WORK TASK — Return the material exactly. Every line must stay as it is.

RAW DATA —

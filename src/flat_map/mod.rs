//! The flat-map operator: map every upstream element to an inner sequence
//! and merge all active inners into one backpressured downstream sequence.
//!
//!```text
//!                    ┌─────────────► inner #0 ──► queue ─┐
//! upstream ─ mapper ─┼─────────────► inner #1 ──► queue ─┼─► drain ─► downstream
//!                    └─ scalar ────────────► scalar queue ┘     ▲
//!                                                               │
//!                                    downstream request(n) ─────┘
//!```
//!
//! ## Demand
//!
//! The operator asks the upstream for `max_concurrency` elements up front
//! and one replacement per retired element (a consumed scalar or a
//! terminated inner). Each inner is asked for `prefetch` values up front
//! and replenished in batches of `prefetch - prefetch/4`. The downstream
//! sees at most as many `on_next` signals as it requested, ever.
//!
//! ## Merging
//!
//! All emission funnels through one serialized drain pass (see
//! [`main`](self)): scalar results first, then the inner queues in round
//! robin starting where the previous pass ran out of demand, so no inner
//! starves under tight demand. Order across inners is unspecified; order
//! within one inner is preserved.
//!
//! ## Terminals
//!
//! By default the first error cuts everything and goes straight downstream.
//! With [`delay_error`](FlatMap::delay_error) the merge keeps delivering
//! buffered values from every sequence and surfaces the composed error only
//! once all of them finished. With
//! [`on_error_continue`](FlatMap::on_error_continue) recoverable failures
//! are handed to a user hook and the flow keeps going.
//!
//! ## Example
//!
//!```
//! use confluo::flat_map::FlatMap;
//! use confluo::source::{range, Mapped};
//! use confluo::flow::Publisher;
//! use confluo::testkit::TestSubscriber;
//!
//! let op = FlatMap::new(range(0, 3), |v: &i64| Ok(Mapped::stream(range(v * 10, 2))));
//! let ts = TestSubscriber::unbounded();
//! op.subscribe(ts.clone());
//!
//! let mut seen = ts.values();
//! seen.sort();
//! assert_eq!(seen, [0, 1, 10, 11, 20, 21]);
//! assert!(ts.is_complete());
//! ```

mod inner;
mod main;
mod slots;

use std::sync::Arc;

use crate::flow::{FlowError, Hooks, Publisher, Subscriber};
use crate::source::Mapped;

use main::FlatMapMain;

/// Default cap on concurrently subscribed inner sequences.
pub const DEFAULT_CONCURRENCY: usize = 256;

/// Default per-inner request batch.
pub const DEFAULT_PREFETCH: usize = 32;

/// Shared element-to-inner-sequence mapping function.
pub type Mapper<T, R> = Arc<dyn Fn(&T) -> Result<Mapped<R>, FlowError> + Send + Sync>;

ANSWER SECTION —
filename src/flat_map/mod.rs
//! The flat-map operator: map every upstream element to an inner sequence
//! and merge all active inners into one backpressured downstream sequence.
//!
//!```text
//!                    ┌─────────────► inner #0 ──► queue ─┐
//! upstream ─ mapper ─┼─────────────► inner #1 ──► queue ─┼─► drain ─► downstream
//!                    └─ scalar ────────────► scalar queue ┘     ▲
//!                                                               │
//!                                    downstream request(n) ─────┘
//!```
//!
//! ## Demand
//!
//! The operator asks the upstream for `max_concurrency` elements up front
//! and one replacement per retired element (a consumed scalar or a
//! terminated inner). Each inner is asked for `prefetch` values up front
//! and replenished in batches of `prefetch - prefetch/4`. The downstream
//! sees at most as many `on_next` signals as it requested, ever.
//!
//! ## Merging
//!
//! All emission funnels through one serialized drain pass (see
//! [`main`](self)): scalar results first, then the inner queues in round
//! robin starting where the previous pass ran out of demand, so no inner
//! starves under tight demand. Order across inners is unspecified; order
//! within one inner is preserved.
//!
//! ## Terminals
//!
//! By default the first error cuts everything and goes straight downstream.
//! With [`delay_error`](FlatMap::delay_error) the merge keeps delivering
//! buffered values from every sequence and surfaces the composed error only
//! once all of them finished. With
//! [`on_error_continue`](FlatMap::on_error_continue) recoverable failures
//! are handed to a user hook and the flow keeps going.
//!
//! ## Example
//!
//!```
//! use confluo::flat_map::FlatMap;
//! use confluo::source::{range, Mapped};
//! use confluo::flow::Publisher;
//! use confluo::testkit::TestSubscriber;
//!
//! let op = FlatMap::new(range(0, 3), |v: &i64| Ok(Mapped::stream(range(v * 10, 2))));
//! let ts = TestSubscriber::unbounded();
//! op.subscribe(ts.clone());
//!
//! let mut seen = ts.values();
//! seen.sort();
//! assert_eq!(seen, [0, 1, 10, 11, 20, 21]);
//! assert!(ts.is_complete());
//! ```

mod inner;
mod main;
mod slots;

use std::sync::Arc;

use crate::flow::{FlowError, Hooks, Publisher, Subscriber};
use crate::source::Mapped;

use main::FlatMapMain;

/// Default cap on concurrently subscribed inner sequences.
pub const DEFAULT_CONCURRENCY: usize = 256;

/// Default per-inner request batch.
pub const DEFAULT_PREFETCH: usize = 32;

/// Shared element-to-inner-sequence mapping function.
pub type Mapper<T, R> = Arc<dyn Fn(&T) -> Result<Mapped<R>, FlowError> + Send + Sync>;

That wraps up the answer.